>>>
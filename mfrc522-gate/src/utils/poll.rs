//! Bounded polling helpers.
//!
//! Both the post-reset power-down wait and the transceive completion wait are
//! "read a status register, stop on a predicate, otherwise sleep" loops with a
//! fixed attempt budget. `poll_until` is that loop written once.

use std::time::Duration;

use crate::Result;
use crate::transport::Delay;

/// Convert milliseconds to Duration.
pub fn ms(ms: u64) -> Duration {
    Duration::from_millis(ms)
}

/// Attempt budget and pacing for a status poll.
#[derive(Debug, Clone, Copy, PartialEq, Eq)]
#[cfg_attr(feature = "serde", derive(serde::Serialize, serde::Deserialize))]
pub struct PollPolicy {
    /// Maximum number of probes.
    pub attempts: usize,
    /// Delay between probes.
    pub interval: Duration,
    /// Sleep before each probe instead of after an inconclusive one.
    pub settle_first: bool,
}

impl PollPolicy {
    pub const fn new(attempts: usize, interval: Duration) -> Self {
        Self {
            attempts,
            interval,
            settle_first: false,
        }
    }

    pub const fn settle_first(mut self) -> Self {
        self.settle_first = true;
        self
    }

    /// Upper bound on the time spent sleeping by one poll.
    pub fn budget(&self) -> Duration {
        self.interval * self.attempts as u32
    }
}

/// How a bounded poll ended.
#[derive(Debug, Clone, Copy, PartialEq, Eq)]
pub enum PollOutcome<T> {
    /// The completion predicate matched this sample.
    Completed(T),
    /// The failure predicate matched this sample.
    Failed(T),
    /// Every attempt was inconclusive.
    Exhausted,
}

/// Probe up to `policy.attempts` times, sleeping `policy.interval` around
/// each inconclusive probe.
///
/// Completion is checked before failure, so a sample satisfying both counts
/// as completed. Probe errors abort the poll immediately. When
/// `settle_first` is false an exhausted poll sleeps exactly `attempts`
/// intervals and a conclusive probe returns without sleeping.
pub fn poll_until<T, D, P, C, F>(
    delay: &mut D,
    policy: &PollPolicy,
    mut probe: P,
    is_complete: C,
    is_failed: F,
) -> Result<PollOutcome<T>>
where
    D: Delay + ?Sized,
    P: FnMut() -> Result<T>,
    C: Fn(&T) -> bool,
    F: Fn(&T) -> bool,
{
    for _ in 0..policy.attempts {
        if policy.settle_first {
            delay.delay(policy.interval);
        }

        let sample = probe()?;
        if is_complete(&sample) {
            return Ok(PollOutcome::Completed(sample));
        }
        if is_failed(&sample) {
            return Ok(PollOutcome::Failed(sample));
        }

        if !policy.settle_first {
            delay.delay(policy.interval);
        }
    }
    Ok(PollOutcome::Exhausted)
}
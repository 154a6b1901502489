// mfrc522-gate/src/utils/mod.rs
//! Small, reusable helpers used across the crate: hex rendering for card
//! identifiers and the bounded polling combinator shared by the reset and
//! transceive waits.

pub mod hex;
pub mod poll;

pub use hex::*;
pub use poll::*;
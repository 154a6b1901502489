//! Hexadecimal helpers used for identifier display and allow-list parsing.

use std::fmt::Write;

/// Convert a byte slice to a lowercase hex string without separators.
///
/// Example: `&[0xde, 0xad]` -> `"dead"`
pub fn bytes_to_hex(bytes: &[u8]) -> String {
    let mut s = String::with_capacity(bytes.len() * 2);
    for b in bytes {
        // write! never fails writing to a String
        let _ = write!(&mut s, "{:02x}", b);
    }
    s
}

/// Convert a byte slice to upper-case hex pairs joined by ':'.
///
/// Example: `&[0xa2, 0xfc]` -> `"A2:FC"`
pub fn bytes_to_hex_colon(bytes: &[u8]) -> String {
    let mut s = String::with_capacity(bytes.len() * 3);
    for (i, b) in bytes.iter().enumerate() {
        if i != 0 {
            s.push(':');
        }
        let _ = write!(&mut s, "{:02X}", b);
    }
    s
}

/// Parse a hex string into bytes.
///
/// ASCII whitespace and ':' separators are ignored, so both `a2fc4f05` and
/// `A2:FC:4F:05` parse to the same bytes.
pub fn parse_hex(s: &str) -> Result<Vec<u8>, String> {
    let cleaned: Vec<char> = s
        .chars()
        .filter(|c| !c.is_whitespace() && *c != ':')
        .collect();

    if cleaned.len() % 2 != 0 {
        return Err("hex string has odd length".to_string());
    }

    cleaned
        .chunks(2)
        .map(|pair| {
            let pair: String = pair.iter().collect();
            u8::from_str_radix(&pair, 16)
                .map_err(|e| format!("invalid hex pair '{}': {}", pair, e))
        })
        .collect()
}
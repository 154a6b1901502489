// mfrc522-gate/src/device/handle.rs

use std::marker::PhantomData;

use log::{debug, trace, warn};

use crate::card::{CardIdentifier, operations};
use crate::constants::*;
use crate::device::config::{ReaderConfig, ResetPolicy};
use crate::protocol::Exchange;
use crate::transport::{Bus, Delay, OutputLine, RegisterTransport, SpiTransport};
use crate::types::{Atqa, Command, ErrorFlags, IrqFlags, Register};
use crate::utils::{PollOutcome, poll_until};
use crate::{Error, Result};

/// Type-state markers
pub struct Uninitialized;
pub struct Initialized;

/// Reader session that enforces initialization state at compile time.
///
/// Owns the register transport, the reset line and the delay source. Card
/// operations only exist on `Device<_, _, _, Initialized>`.
pub struct Device<T, R, D, State = Uninitialized> {
    transport: T,
    reset: R,
    delay: D,
    config: ReaderConfig,
    _state: PhantomData<State>,
}

impl<B, CS, R, D> Device<SpiTransport<B, CS>, R, D, Uninitialized>
where
    B: Bus,
    CS: OutputLine,
    R: OutputLine,
    D: Delay,
{
    /// Wire a reader behind a duplex bus with host-driven chip select.
    pub fn over_spi(bus: B, chip_select: CS, reset: R, delay: D) -> Self {
        Self::new(SpiTransport::new(bus, chip_select), reset, delay)
    }
}

impl<T, R, D> Device<T, R, D, Uninitialized>
where
    T: RegisterTransport,
    R: OutputLine,
    D: Delay,
{
    pub fn new(transport: T, reset: R, delay: D) -> Self {
        Self::with_config(transport, reset, delay, ReaderConfig::default())
    }

    pub fn with_config(transport: T, reset: R, delay: D, config: ReaderConfig) -> Self {
        Self {
            transport,
            reset,
            delay,
            config,
            _state: PhantomData,
        }
    }

    /// Bring the reader from power-on to ready: release reset, soft reset,
    /// program the front-end and switch the antenna on.
    pub fn initialize(self) -> Result<Device<T, R, D, Initialized>> {
        let mut this = self;
        this.power_up()?;

        Ok(Device {
            transport: this.transport,
            reset: this.reset,
            delay: this.delay,
            config: this.config,
            _state: PhantomData,
        })
    }
}

impl<T, R, D, S> Device<T, R, D, S>
where
    T: RegisterTransport,
    R: OutputLine,
    D: Delay,
{
    pub fn config(&self) -> &ReaderConfig {
        &self.config
    }

    /// Tear the session down and hand back its parts.
    pub fn release(self) -> (T, R, D) {
        (self.transport, self.reset, self.delay)
    }

    fn power_up(&mut self) -> Result<()> {
        self.reset.set_high()?;
        self.transport.configure()?;

        self.transport
            .write(Register::Command, Command::SoftReset.into())?;
        self.wait_for_power_up()?;

        for (reg, value) in self.config.front_end.register_writes() {
            self.transport.write(reg, value)?;
        }

        self.enable_antenna()
    }

    fn wait_for_power_up(&mut self) -> Result<()> {
        let policy = self.config.reset_poll;
        let transport = &mut self.transport;

        let outcome = poll_until(
            &mut self.delay,
            &policy,
            || transport.read(Register::Command),
            |cmd| cmd & COMMAND_POWER_DOWN == 0,
            |_| false,
        )?;

        match outcome {
            PollOutcome::Completed(_) => Ok(()),
            _ => match self.config.reset_policy {
                ResetPolicy::Lenient => {
                    warn!(
                        "reader still powered down after {} polls, continuing",
                        policy.attempts
                    );
                    Ok(())
                }
                ResetPolicy::Strict => Err(Error::ResetTimeout),
            },
        }
    }

    fn enable_antenna(&mut self) -> Result<()> {
        let tx_control = self.transport.read(Register::TxControl)?;
        if tx_control & TX_CONTROL_ANTENNA_ON == 0 {
            self.transport
                .set_bits(Register::TxControl, TX_CONTROL_ANTENNA_ON)?;
            debug!("antenna drivers enabled");
        }
        Ok(())
    }
}

impl<T, R, D> Device<T, R, D, Initialized>
where
    T: RegisterTransport,
    R: OutputLine,
    D: Delay,
{
    /// Re-run the power-up sequence on a live session. Antenna drivers that
    /// are already on are left alone.
    pub fn reinitialize(&mut self) -> Result<()> {
        self.power_up()
    }

    /// VersionReg contents (0x91 / 0x92 for genuine MFRC522 v1 / v2).
    pub fn version(&mut self) -> Result<u8> {
        self.transport.read(Register::Version)
    }

    /// Wake the field with REQA and return the ATQA.
    pub fn request(&mut self) -> Result<Atqa> {
        operations::request(self)
    }

    /// Cascade level 1 anticollision.
    pub fn anticollision(&mut self) -> Result<CardIdentifier> {
        operations::anticollision(self)
    }

    /// REQA followed by anticollision. No retries; call again on the next
    /// polling cycle.
    pub fn acquire_identifier(&mut self) -> Result<CardIdentifier> {
        operations::acquire_identifier(self)
    }

    /// Run one card exchange and return the bytes the card sent back.
    ///
    /// Idle, clear IRQs, flush FIFO, clear errors, load the frame, start
    /// Transceive, poll ComIrqReg, then check ErrorReg and FIFOLevelReg.
    pub(crate) fn transceive(&mut self, exchange: &Exchange) -> Result<Vec<u8>> {
        let policy = self.config.transceive_poll;
        let t = &mut self.transport;

        t.write(Register::Command, Command::Idle.into())?;
        t.write(Register::ComIrq, IRQ_CLEAR_ALL)?;
        t.write(Register::FifoLevel, FIFO_FLUSH)?;
        t.write(Register::Error, 0x00)?;

        for &byte in exchange.frame.bytes() {
            t.write(Register::FifoData, byte)?;
        }

        // Transceive must be active before StartSend is raised.
        let framing = exchange.frame.bit_framing();
        t.write(Register::BitFraming, framing)?;
        t.write(Register::Command, Command::Transceive.into())?;
        t.write(Register::BitFraming, framing | BIT_FRAMING_START_SEND)?;

        let outcome = poll_until(
            &mut self.delay,
            &policy,
            || t.read(Register::ComIrq).map(IrqFlags::from),
            IrqFlags::is_complete,
            IrqFlags::timer_expired,
        )?;

        match outcome {
            PollOutcome::Completed(_) => {}
            PollOutcome::Failed(_) => {
                trace!("{} timer expired", exchange.stage);
                return Err(exchange.timer_expired());
            }
            PollOutcome::Exhausted => {
                debug!(
                    "{} saw no completion after {} polls",
                    exchange.stage, policy.attempts
                );
                return Err(exchange.poll_exhausted());
            }
        }

        let errors = ErrorFlags::from(t.read(Register::Error)?);
        if let Some(flags) = errors.masked(exchange.error_mask) {
            debug!("{} error flags {:#04x}", exchange.stage, flags);
            return Err(Error::ProtocolError {
                stage: exchange.stage,
                flags,
            });
        }
        if errors.collision() {
            trace!("{} reported a bit collision", exchange.stage);
        }

        let level = (t.read(Register::FifoLevel)? & 0x7F) as usize;
        if !exchange.response.accepts(level) {
            debug!("{} returned {} bytes", exchange.stage, level);
            return Err(exchange.malformed(level));
        }

        let mut response = Vec::with_capacity(level);
        for _ in 0..level {
            response.push(t.read(Register::FifoData)?);
        }
        Ok(response)
    }
}
use log::debug;

use crate::device::{Device, Initialized};
use crate::protocol::Exchange;
use crate::transport::{Delay, OutputLine, RegisterTransport};
use crate::types::Atqa;
use crate::Result;

/// Send REQA and return the card's ATQA.
///
/// An empty field surfaces as `Error::NoCardPresent`.
pub fn request<T, R, D>(device: &mut Device<T, R, D, Initialized>) -> Result<Atqa>
where
    T: RegisterTransport,
    R: OutputLine,
    D: Delay,
{
    let response = device.transceive(&Exchange::PRESENCE)?;
    // transceive already enforced the exact length
    let atqa = Atqa::from_bytes([response[0], response[1]]);
    debug!(
        "ATQA: {:02X} {:02X} (uid size code {})",
        atqa.as_bytes()[0],
        atqa.as_bytes()[1],
        atqa.uid_size_code()
    );
    Ok(atqa)
}
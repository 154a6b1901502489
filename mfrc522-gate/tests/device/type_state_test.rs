#[path = "../common/mod.rs"]
mod common;

use mfrc522_gate::device::{Device, ReaderConfig};
use mfrc522_gate::transport::mock::{MockChip, MockDelay, MOCK_VERSION};
use mfrc522_gate::types::Register;

#[test]
fn initialize_transitions_and_keeps_config() {
    let chip = MockChip::new();
    let device = Device::with_config(
        chip.transport(),
        chip.reset_line(),
        MockDelay::new(),
        ReaderConfig::strict(),
    );
    assert_eq!(device.config(), &ReaderConfig::strict());

    let mut initialized = device.initialize().unwrap();
    assert_eq!(initialized.config(), &ReaderConfig::strict());
    assert_eq!(initialized.version().unwrap(), MOCK_VERSION);
}

#[test]
fn over_spi_matches_explicit_transport() {
    let chip = MockChip::new();
    let device = Device::over_spi(chip.bus(), chip.chip_select(), chip.reset_line(), MockDelay::new());
    let _ = device.initialize().unwrap();
    assert_eq!(chip.register(Register::TxControl) & 0x03, 0x03);
}

#[test]
fn release_returns_parts() {
    let chip = MockChip::new();
    let (device, delay) = common::initialized_mock_device(&chip);
    let (_transport, _reset, released) = device.release();
    assert_eq!(released.elapsed(), delay.elapsed());
}
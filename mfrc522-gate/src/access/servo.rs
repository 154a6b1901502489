// mfrc522-gate/src/access/servo.rs

//! Hobby-servo pulse math (SG90 class) and an optional `embedded-hal` PWM
//! gate driver.

/// PWM timing for a positional servo.
#[derive(Debug, Clone, Copy, PartialEq, Eq)]
#[cfg_attr(feature = "serde", derive(serde::Serialize, serde::Deserialize))]
pub struct ServoConfig {
    /// PWM frequency (Hz)
    pub frequency_hz: u32,
    /// Pulse width at 0 degrees (us)
    pub min_pulse_us: u32,
    /// Pulse width at 180 degrees (us)
    pub max_pulse_us: u32,
    /// Full-scale duty count of the PWM timer
    pub max_duty: u32,
}

impl Default for ServoConfig {
    fn default() -> Self {
        Self {
            frequency_hz: 50,
            min_pulse_us: 500,
            max_pulse_us: 2500,
            max_duty: (1 << 16) - 1,
        }
    }
}

impl ServoConfig {
    pub const MAX_ANGLE: f32 = 180.0;

    /// PWM period (us). 20 000 at 50 Hz.
    pub fn period_us(&self) -> u32 {
        1_000_000 / self.frequency_hz.max(1)
    }

    /// Pulse width for `angle` degrees, clamped to 0..=180. NaN maps to 0.
    pub fn pulse_width_us(&self, angle: f32) -> u32 {
        let angle = if angle.is_nan() {
            0.0
        } else {
            angle.clamp(0.0, Self::MAX_ANGLE)
        };
        let span = self.max_pulse_us.saturating_sub(self.min_pulse_us) as f32;
        self.min_pulse_us + (angle / Self::MAX_ANGLE * span) as u32
    }

    /// Duty count for `pulse_us` at `max_duty` resolution. The pulse is
    /// clamped to the configured range first.
    pub fn duty_for_pulse(&self, pulse_us: u32) -> u32 {
        self.duty_for_pulse_at(pulse_us, self.max_duty)
    }

    /// Like `duty_for_pulse` for a timer whose full scale is `max_duty`.
    pub fn duty_for_pulse_at(&self, pulse_us: u32, max_duty: u32) -> u32 {
        let (lo, hi) = self.pulse_bounds();
        let pulse = pulse_us.clamp(lo, hi);
        let duty = u64::from(pulse) * u64::from(max_duty) / u64::from(self.period_us().max(1));
        duty.min(u64::from(max_duty)) as u32
    }

    /// Pulse range with the bounds ordered, so a swapped configuration
    /// still clamps instead of panicking.
    fn pulse_bounds(&self) -> (u32, u32) {
        (
            self.min_pulse_us.min(self.max_pulse_us),
            self.min_pulse_us.max(self.max_pulse_us),
        )
    }

    pub fn duty_for_angle(&self, angle: f32) -> u32 {
        self.duty_for_pulse(self.pulse_width_us(angle))
    }
}

#[cfg(feature = "embedded-hal")]
pub use hal_gate::ServoGate;

#[cfg(feature = "embedded-hal")]
mod hal_gate {
    use embedded_hal::pwm::SetDutyCycle;
    use log::trace;

    use super::ServoConfig;
    use crate::access::GateActuator;
    use crate::{Error, Result};

    /// Gate driven by a servo on an `embedded_hal::pwm::SetDutyCycle`
    /// channel already running at `config.frequency_hz`.
    pub struct ServoGate<P> {
        pwm: P,
        config: ServoConfig,
    }

    impl<P: SetDutyCycle> ServoGate<P> {
        pub fn new(pwm: P, config: ServoConfig) -> Self {
            Self { pwm, config }
        }

        pub fn release(self) -> P {
            self.pwm
        }
    }

    impl<P: SetDutyCycle> GateActuator for ServoGate<P> {
        fn set_angle(&mut self, degrees: f32) -> Result<()> {
            let pulse = self.config.pulse_width_us(degrees);
            let max = u32::from(self.pwm.max_duty_cycle());
            let duty = self.config.duty_for_pulse_at(pulse, max);
            trace!("servo {} deg -> {} us, duty {}/{}", degrees, pulse, duty, max);
            self.pwm
                .set_duty_cycle(u16::try_from(duty).unwrap_or(u16::MAX))
                .map_err(|e| Error::Actuator(format!("pwm: {:?}", e)))
        }
    }
}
<<<
## Exercise details:
Filter the entries down to the lines with the word "range" in them.

## Answer to the problem:
    /// clamped to the configured range first.
    /// Pulse range with the bounds ordered, so a swapped configuration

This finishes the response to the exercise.